START TASK INPUTS

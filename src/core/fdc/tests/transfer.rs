// SPDX-License-Identifier: Apache-2.0
// Copyright 2025 beebrx contributors
//
// Licensed under the Apache License, Version 2.0 (the "License");
// you may not use this file except in compliance with the License.
// You may obtain a copy of the License at
//
//     http://www.apache.org/licenses/LICENSE-2.0
//
// Unless required by applicable law or agreed to in writing, software
// distributed under the License is distributed on an "AS IS" BASIS,
// WITHOUT WARRANTIES OR CONDITIONS OF ANY KIND, either express or implied.
// See the License for the specific language governing permissions and
// limitations under the License.

//! Tests for the 8271 read/write transfer state machine

use super::*;

/// Drive 0 spun up and ready, with one 256-byte sector (track 0, logical
/// sector 1) on the disc
fn fdc_with_sector(fill: u8, deleted: bool, write_protect: bool) -> (TimerWheel, IntelFdc) {
    let (mut wheel, mut fdc) = new_fdc();
    fdc.insert_blank_disc(0, write_protect);
    write_sector_on_drive(&mut fdc, 0, 0, 200, [0, 0, 1, 1], deleted, fill);
    specify_timings(&mut fdc, &mut wheel);
    spin_up_drive_0(&mut fdc, &mut wheel);
    (wheel, fdc)
}

#[test]
fn test_read_data_surfaces_sector_bytes() {
    let (mut wheel, mut fdc) = fdc_with_sector(0x5A, false, false);

    issue_command(&mut fdc, &mut wheel, 0x53, &[0, 1, 0x21]);
    let bytes = run_command_collecting(&mut fdc, &mut wheel, 3 * REVOLUTION);

    assert_eq!(fdc.read(ADDR_STATUS) & 0x80, 0, "command still busy");
    assert_eq!(fdc.read(ADDR_RESULT), result::OK);
    assert_eq!(bytes.len(), 256);
    assert!(bytes.iter().all(|&b| b == 0x5A));
    assert!(fdc.nmi_mut().take_edge(), "completion NMI");
}

#[test]
fn test_read_data_skips_deleted_but_flags_it() {
    let (mut wheel, mut fdc) = fdc_with_sector(0x77, true, false);

    issue_command(&mut fdc, &mut wheel, 0x53, &[0, 1, 0x21]);
    let bytes = run_command_collecting(&mut fdc, &mut wheel, 3 * REVOLUTION);

    // Plain READ_DATA progresses through deleted data without surfacing
    // it, and the deleted flag is OR'd into the result.
    assert_eq!(fdc.read(ADDR_RESULT), result::FLAG_DELETED_DATA);
    assert!(bytes.is_empty());
}

#[test]
fn test_read_data_and_deleted_surfaces_deleted_bytes() {
    let (mut wheel, mut fdc) = fdc_with_sector(0x77, true, false);

    issue_command(&mut fdc, &mut wheel, 0x57, &[0, 1, 0x21]);
    let bytes = run_command_collecting(&mut fdc, &mut wheel, 3 * REVOLUTION);

    assert_eq!(fdc.read(ADDR_RESULT), result::FLAG_DELETED_DATA);
    assert_eq!(bytes.len(), 256);
    assert!(bytes.iter().all(|&b| b == 0x77));
}

#[test]
fn test_verify_surfaces_nothing() {
    let (mut wheel, mut fdc) = fdc_with_sector(0x5A, false, false);

    issue_command(&mut fdc, &mut wheel, 0x5F, &[0, 1, 0x21]);
    let bytes = run_command_collecting(&mut fdc, &mut wheel, 3 * REVOLUTION);

    assert_eq!(fdc.read(ADDR_RESULT), result::OK);
    assert!(bytes.is_empty());
}

#[test]
fn test_late_dma_aborts_read() {
    let (mut wheel, mut fdc) = fdc_with_sector(0x5A, false, false);

    issue_command(&mut fdc, &mut wheel, 0x53, &[0, 1, 0x21]);
    // Never read the data register: the second surfaced byte finds
    // need-data still set and the command dies.
    run(&mut fdc, &mut wheel, 3 * REVOLUTION);

    assert_eq!(fdc.read(ADDR_STATUS) & 0x80, 0);
    assert_eq!(fdc.read(ADDR_RESULT), result::LATE_DMA);
    assert!(fdc.nmi_mut().take_edge(), "completion NMI survives the abort");
}

#[test]
fn test_sector_not_found_after_three_index_pulses() {
    let (mut wheel, mut fdc) = fdc_with_sector(0x5A, false, false);

    // Ask for a sector that is not on the track.
    issue_command(&mut fdc, &mut wheel, 0x53, &[0, 9, 0x21]);
    let bytes = run_command_collecting(&mut fdc, &mut wheel, 5 * REVOLUTION);

    assert_eq!(fdc.read(ADDR_STATUS) & 0x80, 0);
    assert_eq!(fdc.read(ADDR_RESULT), result::SECTOR_NOT_FOUND);
    assert!(bytes.is_empty());
}

#[test]
fn test_track_mismatch_retries_then_fails() {
    let (mut wheel, mut fdc) = new_fdc();
    fdc.insert_blank_disc(0, false);
    // Headers on physical tracks 0-2 all claim to be track 9.
    for track in 0..3 {
        write_sector_on_drive(&mut fdc, 0, track, 200, [9, 0, 1, 1], false, 0x00);
    }
    specify_timings(&mut fdc, &mut wheel);
    spin_up_drive_0(&mut fdc, &mut wheel);

    issue_command(&mut fdc, &mut wheel, 0x53, &[0, 1, 0x21]);
    let _ = run_command_collecting(&mut fdc, &mut wheel, 10 * REVOLUTION);

    assert_eq!(fdc.read(ADDR_STATUS) & 0x80, 0);
    assert_eq!(fdc.read(ADDR_RESULT), result::SECTOR_NOT_FOUND);
    // The retries physically stepped the head up twice.
    assert_eq!(fdc.drive(0).get_track(), 2);
}

#[test]
fn test_data_crc_error_reported() {
    let (mut wheel, mut fdc) = fdc_with_sector(0x5A, false, false);

    // Flip a data-slot pulse inside the sector body.
    {
        let disc = fdc.drive_mut(0).disc_mut().unwrap();
        let mut tool = DiscTool::new(disc);
        tool.find_sectors(false).unwrap();
        let flip_bit = tool.sectors()[0].bit_pos_data + 8 * 32 + 2;
        let buffer = disc.pulses_mut(false, 0).unwrap();
        buffer[(flip_bit / 32) as usize] ^= 0x8000_0000 >> (flip_bit % 32);
    }

    issue_command(&mut fdc, &mut wheel, 0x53, &[0, 1, 0x21]);
    let _ = run_command_collecting(&mut fdc, &mut wheel, 3 * REVOLUTION);

    assert_eq!(fdc.read(ADDR_RESULT), result::DATA_CRC_ERROR);
}

#[test]
fn test_write_protect_rejects_write() {
    let (mut wheel, mut fdc) = fdc_with_sector(0x5A, false, true);
    let before = fdc.drive(0).disc().unwrap().pulses(false, 0).unwrap().to_vec();

    issue_command(&mut fdc, &mut wheel, 0x4B, &[0, 1, 0x21]);
    run(&mut fdc, &mut wheel, REVOLUTION);

    assert_eq!(fdc.read(ADDR_STATUS) & 0x80, 0);
    assert_eq!(fdc.read(ADDR_RESULT), result::WRITE_PROTECTED);
    // Nothing reached the surface.
    let after = fdc.drive(0).disc().unwrap().pulses(false, 0).unwrap();
    assert_eq!(after, before.as_slice());
}

#[test]
fn test_write_data_round_trips_through_the_surface() {
    let (mut wheel, mut fdc) = fdc_with_sector(0x00, false, false);

    issue_command(&mut fdc, &mut wheel, 0x4B, &[0, 1, 0x21]);
    let mut source = (0..=255u8).cycle();
    run_with(&mut fdc, &mut wheel, 3 * REVOLUTION, |fdc, wheel| {
        if fdc.read(ADDR_STATUS) & 0x04 != 0 {
            fdc.write(wheel, ADDR_DATA, source.next().unwrap());
        }
    });

    assert_eq!(fdc.read(ADDR_STATUS) & 0x80, 0);
    assert_eq!(fdc.read(ADDR_RESULT), result::OK);

    // Scan the surface: same sector, fresh contents, CRC intact.
    let disc = fdc.drive_mut(0).disc_mut().unwrap();
    let mut tool = DiscTool::new(disc);
    tool.find_sectors(false).unwrap();
    assert_eq!(tool.sectors().len(), 1);
    let sector = &tool.sectors()[0];
    assert!(!sector.has_data_crc_error);
    let data_pos = sector.bit_pos_data;
    tool.set_byte_pos(data_pos / 32);
    let (_, data) = tool.read_fm_data(256);
    let expected: Vec<u8> = (0..=255u8).collect();
    assert_eq!(data, expected);
}

#[test]
fn test_read_id_cycles_through_headers() {
    let (mut wheel, mut fdc) = new_fdc();
    fdc.insert_blank_disc(0, false);
    // Ten sectors, logical 1..=10, laid out around the track.
    for sector in 0..10u32 {
        write_sector_on_drive(
            &mut fdc,
            0,
            0,
            100 + sector * 300,
            [0, 0, sector as u8 + 1, 1],
            false,
            0xE5,
        );
    }
    specify_timings(&mut fdc, &mut wheel);
    spin_up_drive_0(&mut fdc, &mut wheel);

    // One READ_ID with a count of 10 returns all ten headers in track
    // order, 4 bytes each.
    issue_command(&mut fdc, &mut wheel, 0x5B, &[0, 0, 10]);
    let bytes = run_command_collecting(&mut fdc, &mut wheel, 4 * REVOLUTION);

    assert_eq!(fdc.read(ADDR_RESULT), result::OK);
    assert_eq!(bytes.len(), 40);
    for (i, header) in bytes.chunks(4).enumerate() {
        assert_eq!(header, &[0, 0, i as u8 + 1, 1]);
    }
}

#[test]
fn test_read_id_skip_index_mode_walks_successive_headers() {
    let (mut wheel, mut fdc) = new_fdc();
    fdc.insert_blank_disc(0, false);
    for sector in 0..10u32 {
        write_sector_on_drive(
            &mut fdc,
            0,
            0,
            100 + sector * 300,
            [0, 0, sector as u8 + 1, 1],
            false,
            0xE5,
        );
    }
    specify_timings(&mut fdc, &mut wheel);
    spin_up_drive_0(&mut fdc, &mut wheel);

    // The undocumented non-zero second parameter skips the index-pulse
    // wait, so back-to-back commands pick up consecutive headers.
    let mut seen = Vec::new();
    for _ in 0..10 {
        issue_command(&mut fdc, &mut wheel, 0x5B, &[0, 1, 1]);
        let bytes = run_command_collecting(&mut fdc, &mut wheel, 2 * REVOLUTION);
        assert_eq!(fdc.read(ADDR_RESULT), result::OK);
        assert_eq!(bytes.len(), 4);
        seen.push(bytes[2]);
    }
    assert_eq!(seen, vec![1, 2, 3, 4, 5, 6, 7, 8, 9, 10]);
}

#[test]
fn test_read_with_sector_count_zero_reads_32_sectors() {
    let (mut wheel, mut fdc) = new_fdc();
    fdc.insert_blank_disc(0, false);
    for sector in 0..10u32 {
        write_sector_on_drive(
            &mut fdc,
            0,
            0,
            100 + sector * 300,
            [0, 0, sector as u8 + 1, 1],
            false,
            0xE5,
        );
    }
    specify_timings(&mut fdc, &mut wheel);
    spin_up_drive_0(&mut fdc, &mut wheel);

    // A count of 0 underflows the 5-bit sector counter: 32 headers.
    issue_command(&mut fdc, &mut wheel, 0x5B, &[0, 0, 0]);
    let bytes = run_command_collecting(&mut fdc, &mut wheel, 8 * REVOLUTION);

    assert_eq!(fdc.read(ADDR_RESULT), result::OK);
    assert_eq!(bytes.len(), 32 * 4);
}

#[test]
fn test_scan_data_dies_of_late_dma() {
    let (mut wheel, mut fdc) = fdc_with_sector(0x5A, false, false);

    // SCAN_DATA dispatches, but the scan commands need DMA wiring this
    // machine never had; the first data byte aborts the command.
    issue_command(&mut fdc, &mut wheel, 0x40, &[0, 1, 0x21, 1, 0]);
    let _ = run_command_collecting(&mut fdc, &mut wheel, 3 * REVOLUTION);

    assert_eq!(fdc.read(ADDR_STATUS) & 0x80, 0);
    assert_eq!(fdc.read(ADDR_RESULT), result::LATE_DMA);
}

#[test]
fn test_idle_write_gate_scrubs_flux() {
    let (mut wheel, mut fdc) = fdc_with_sector(0x5A, false, false);

    // Open the write gate with no command running.
    issue_command(&mut fdc, &mut wheel, 0x3A, &[reg::DRIVE_OUT, 0x49]);
    run(&mut fdc, &mut wheel, 2 * REVOLUTION);

    // The whole track has been wiped to weak bits.
    let disc = fdc.drive_mut(0).disc_mut().unwrap();
    assert!(disc.pulses(false, 0).unwrap().iter().all(|&w| w == 0));
}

END TASK INPUTS

ASSIGNED TASK:
In the data above, find each line that uses the string "DiscTool". Copy it.

RESULT FOR THIS EXERCISE:
        let mut tool = DiscTool::new(disc);
    let mut tool = DiscTool::new(disc);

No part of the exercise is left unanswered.